While the Herzels strived to survive and stay together as a family in France, Anne Frank’s family was grimly contemplating its options in Amsterdam as more and more Jews were being rounded up across occupied Holland.
On June 12, 1942, Anne Frank received a red and white checked diary for her 13th birthday. Less than a month later, the family and three others went into hiding in sealed-off rooms in the annex of her father’s office building. They stayed there until August 1944, when they were betrayed and deported to Nazi concentration camps.
Only Anne’s father survived the war. But Anne’s diary and other writings were saved by two former employees of the family. The publication of Anne’s intensely personal account of her time in hiding became a global sensation and was later adapted into a play.
John Carroll is staging a new adaptation of the play, which includes recently discovered, additional writings by Frank, as well as Holocaust survivor accounts.

Ann Frank (© AFF Basel / AFS Amsterdam)
Marissa Latham, a John Carroll senior who portrays Anne Frank, said meeting Herzel and hearing his story was inspiring. “Because Mr. Herzel and Anne were so close in age, his story was very beneficial to me. It reminds me that Anne actually lived, and that the diary and this show are a way to tell her story.”

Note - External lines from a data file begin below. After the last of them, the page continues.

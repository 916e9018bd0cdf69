//! Grammar text to AST.
//!
//! [`scanner`] turns text into tokens, [`cursor`] buffers them for lookahead
//! and [`parser`] builds the [`crate::ast::Grammar`].

pub mod cursor;
pub mod parser;
pub mod scanner;
pub mod token;

pub use cursor::{TokenCursor, TokenSource};
pub use parser::{Parser, PostfixOp, PrefixOp};
pub use scanner::{tokenize, Scanner};
pub use token::{Token, TokenKind, TokenValue};
//! Ordered block storage for the PublicChain Ledger.
//!
//! A store is a dumb, ordered record keeper for one chain: it persists
//! blocks and hands them back in index order. It never hashes, signs, or
//! validates; those belong to the chain manager in `pcl-ledger`.
//!
//! # Storage Backends
//!
//! All backends implement the [`LedgerStore`] trait:
//!
//! - [`InMemoryLedgerStore`] -- `BTreeMap`-based store for tests and embedding
//! - [`SqliteLedgerStore`] -- one relational table per chain
//!
//! # Design Rules
//!
//! 1. Blocks are ordered by `index` ascending; reads never reorder or filter.
//! 2. An append is a single atomic write: a reader sees the whole block or none of it.
//! 3. A duplicate index is a constraint violation, never an overwrite.
//! 4. Every backend call is bounded: a busy or unreachable backend surfaces
//!    as [`StoreError::Unavailable`] instead of blocking the caller.

pub mod error;
pub mod memory;
pub mod sqlite;
pub mod traits;

pub use error::{StoreError, StoreResult};
pub use memory::InMemoryLedgerStore;
pub use sqlite::{SqliteLedgerStore, DEFAULT_BUSY_TIMEOUT};
pub use traits::LedgerStore;
use std::fmt;
use std::str::FromStr;

use serde::{Deserialize, Deserializer, Serialize, Serializer};

use crate::error::TypeError;

/// 32-byte digest identifying a block's content.
///
/// Stored and transmitted as a 64-character lowercase hex string.
#[derive(Clone, Copy, PartialEq, Eq, Hash, PartialOrd, Ord)]
pub struct BlockHash([u8; 32]);

impl BlockHash {
    /// Wrap a pre-computed digest.
    pub const fn from_hash(hash: [u8; 32]) -> Self {
        Self(hash)
    }

    /// The raw 32-byte digest.
    pub fn as_bytes(&self) -> &[u8; 32] {
        &self.0
    }

    /// Hex-encoded string representation.
    pub fn to_hex(&self) -> String {
        hex::encode(self.0)
    }

    /// Short hex representation (first 8 characters).
    pub fn short_hex(&self) -> String {
        hex::encode(&self.0[..4])
    }

    /// Parse from a hex string.
    pub fn from_hex(s: &str) -> Result<Self, TypeError> {
        let bytes = hex::decode(s).map_err(|e| TypeError::InvalidHex(e.to_string()))?;
        if bytes.len() != 32 {
            return Err(TypeError::InvalidLength {
                expected: 32,
                actual: bytes.len(),
            });
        }
        let mut arr = [0u8; 32];
        arr.copy_from_slice(&bytes);
        Ok(Self(arr))
    }
}

impl fmt::Debug for BlockHash {
    fn fmt(&self, f: &mut fmt::Formatter<'_>) -> fmt::Result {
        write!(f, "BlockHash({})", self.short_hex())
    }
}

impl fmt::Display for BlockHash {
    fn fmt(&self, f: &mut fmt::Formatter<'_>) -> fmt::Result {
        write!(f, "{}", self.to_hex())
    }
}

impl FromStr for BlockHash {
    type Err = TypeError;

    fn from_str(s: &str) -> Result<Self, Self::Err> {
        Self::from_hex(s)
    }
}

impl From<[u8; 32]> for BlockHash {
    fn from(bytes: [u8; 32]) -> Self {
        Self(bytes)
    }
}

impl Serialize for BlockHash {
    fn serialize<S: Serializer>(&self, serializer: S) -> Result<S::Ok, S::Error> {
        serializer.serialize_str(&self.to_hex())
    }
}

impl<'de> Deserialize<'de> for BlockHash {
    fn deserialize<D: Deserializer<'de>>(deserializer: D) -> Result<Self, D::Error> {
        let s = String::deserialize(deserializer)?;
        Self::from_hex(&s).map_err(serde::de::Error::custom)
    }
}
//! Cryptographic primitives for the PublicChain Ledger.
//!
//! Provides canonical payload encoding, domain-separated BLAKE3 block
//! hashing, block signing (BLAKE3 keyed digest or Ed25519), and the
//! selective-disclosure field fingerprint.
//!
//! All crypto operations wrap established libraries; there is no custom
//! cryptography.

pub mod canonical;
pub mod fingerprint;
pub mod hasher;
pub mod signer;

pub use canonical::{canonical_json, canonical_payload, encode_payload};
pub use fingerprint::{Disclosure, Fingerprint, FingerprintError};
pub use hasher::{BlockHasher, HasherError};
pub use signer::{
    build_signer, BlockSigner, Ed25519Signer, KeyedDigestSigner, SignatureError,
    SignatureScheme, SigningSecret,
};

Herzel’s last stop before liberation was a remote village in the French Alps, where an underground Jewish organization placed him with a farm family. Posing as a Catholic orphan, Herzel worked for his food and lodging. When the Allies retook France in the summer of 1944, a new effort began – to reconnect Jewish children with their families, if they could be found.

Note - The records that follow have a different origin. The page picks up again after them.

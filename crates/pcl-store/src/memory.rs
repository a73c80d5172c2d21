use std::collections::BTreeMap;
use std::sync::RwLock;

use pcl_types::{Block, ChainId};

use crate::error::{StoreError, StoreResult};
use crate::traits::LedgerStore;

/// In-memory, `BTreeMap`-based block store.
///
/// Intended for tests and embedding. Blocks are keyed by index behind a
/// `RwLock`, so reads come back ordered and an append is all-or-nothing.
pub struct InMemoryLedgerStore {
    chain: ChainId,
    blocks: RwLock<BTreeMap<u64, Block>>,
}

impl InMemoryLedgerStore {
    /// Create a new empty store for `chain`.
    pub fn new(chain: ChainId) -> Self {
        Self {
            chain,
            blocks: RwLock::new(BTreeMap::new()),
        }
    }

    /// Create a store pre-loaded with `blocks`, exactly as given.
    ///
    /// No validation is applied: this is how a dump restored from elsewhere,
    /// tampered or not, is handed to a chain manager for verification.
    pub fn with_blocks(chain: ChainId, blocks: impl IntoIterator<Item = Block>) -> Self {
        let map = blocks.into_iter().map(|b| (b.index, b)).collect();
        Self {
            chain,
            blocks: RwLock::new(map),
        }
    }
}

impl LedgerStore for InMemoryLedgerStore {
    fn chain(&self) -> ChainId {
        self.chain
    }

    fn append(&self, block: &Block) -> StoreResult<Block> {
        let mut map = self.blocks.write().map_err(|_| StoreError::LockPoisoned)?;
        if map.contains_key(&block.index) {
            return Err(StoreError::DuplicateIndex {
                chain: self.chain,
                index: block.index,
            });
        }
        map.insert(block.index, block.clone());
        Ok(block.clone())
    }

    fn read_all(&self) -> StoreResult<Vec<Block>> {
        let map = self.blocks.read().map_err(|_| StoreError::LockPoisoned)?;
        Ok(map.values().cloned().collect())
    }

    fn read_last(&self) -> StoreResult<Option<Block>> {
        let map = self.blocks.read().map_err(|_| StoreError::LockPoisoned)?;
        Ok(map.values().next_back().cloned())
    }

    fn len(&self) -> StoreResult<u64> {
        let map = self.blocks.read().map_err(|_| StoreError::LockPoisoned)?;
        Ok(map.len() as u64)
    }
}

impl std::fmt::Debug for InMemoryLedgerStore {
    fn fmt(&self, f: &mut std::fmt::Formatter<'_>) -> std::fmt::Result {
        let count = self.blocks.read().map(|m| m.len()).unwrap_or(0);
        f.debug_struct("InMemoryLedgerStore")
            .field("chain", &self.chain)
            .field("block_count", &count)
            .finish()
    }
}

#[cfg(test)]
mod tests {
    use std::sync::Arc;
    use std::thread;

    use pcl_types::BlockHash;
    use serde_json::json;

    use super::*;

    fn block(index: u64) -> Block {
        Block {
            index,
            timestamp: 1_000 + index as i64,
            payload: json!({"seq": index}).as_object().cloned().unwrap(),
            prev_hash: index
                .checked_sub(1)
                .map(|p| BlockHash::from_hash([p as u8; 32])),
            block_hash: BlockHash::from_hash([index as u8; 32]),
            signature: "00".repeat(32),
            undecodable: Vec::new(),
        }
    }

    #[test]
    fn empty_store() {
        let store = InMemoryLedgerStore::new(ChainId::Fund);
        assert!(store.read_all().unwrap().is_empty());
        assert!(store.read_last().unwrap().is_none());
        assert!(store.is_empty().unwrap());
        assert_eq!(store.len().unwrap(), 0);
        assert_eq!(store.chain(), ChainId::Fund);
    }

    #[test]
    fn append_and_read_in_order() {
        let store = InMemoryLedgerStore::new(ChainId::Project);
        for i in 0..5 {
            let persisted = store.append(&block(i)).unwrap();
            assert_eq!(persisted, block(i));
        }
        let all = store.read_all().unwrap();
        let indices: Vec<u64> = all.iter().map(|b| b.index).collect();
        assert_eq!(indices, vec![0, 1, 2, 3, 4]);
        assert_eq!(store.read_last().unwrap().unwrap().index, 4);
        assert_eq!(store.len().unwrap(), 5);
    }

    #[test]
    fn duplicate_index_is_rejected() {
        let store = InMemoryLedgerStore::new(ChainId::Fund);
        store.append(&block(0)).unwrap();
        let err = store.append(&block(0)).unwrap_err();
        assert!(matches!(
            err,
            StoreError::DuplicateIndex {
                chain: ChainId::Fund,
                index: 0
            }
        ));
        assert_eq!(store.len().unwrap(), 1);
    }

    #[test]
    fn with_blocks_keeps_content_verbatim() {
        let mut tampered = block(1);
        tampered.payload.insert("seq".into(), json!("edited"));
        let store = InMemoryLedgerStore::with_blocks(
            ChainId::Fund,
            vec![tampered.clone(), block(0)],
        );
        let all = store.read_all().unwrap();
        assert_eq!(all[0], block(0));
        assert_eq!(all[1], tampered);
    }

    #[test]
    fn concurrent_reads_are_safe() {
        let store = Arc::new(InMemoryLedgerStore::new(ChainId::Fund));
        for i in 0..3 {
            store.append(&block(i)).unwrap();
        }

        let handles: Vec<_> = (0..8)
            .map(|_| {
                let store = Arc::clone(&store);
                thread::spawn(move || {
                    let all = store.read_all().unwrap();
                    assert_eq!(all.len(), 3);
                })
            })
            .collect();

        for handle in handles {
            handle.join().unwrap();
        }
    }

    #[test]
    fn debug_shows_count() {
        let store = InMemoryLedgerStore::new(ChainId::Project);
        store.append(&block(0)).unwrap();
        let debug = format!("{store:?}");
        assert!(debug.contains("block_count: 1"));
    }
}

Herzel and his brother, and later their mother, immigrated to the United States. Although his schooling had been erratic during the war, Herzel continued his education in the states, going to night school to learn English. He spent four years in the U.S. Air Force, earned a college degree through the G.I. Bill and had a distinguished career in the Veterans Administration before retiring as an executive with the VA Medical Center in Birmingham.
Herzel speaks often to children and adults as a volunteer with the Birmingham Holocaust Education Center – not only so that people never forget what happened more than 70 years ago, but because his experiences are relevant to the challenges humanity faces today.
The mass movement of refugees to Europe from war-torn Syria is a recent reminder that families and children across the globe still face fundamental questions of survival, Herzel said.
“People should be able to live,” he told the John Carroll students. “They should not be punished for just living.”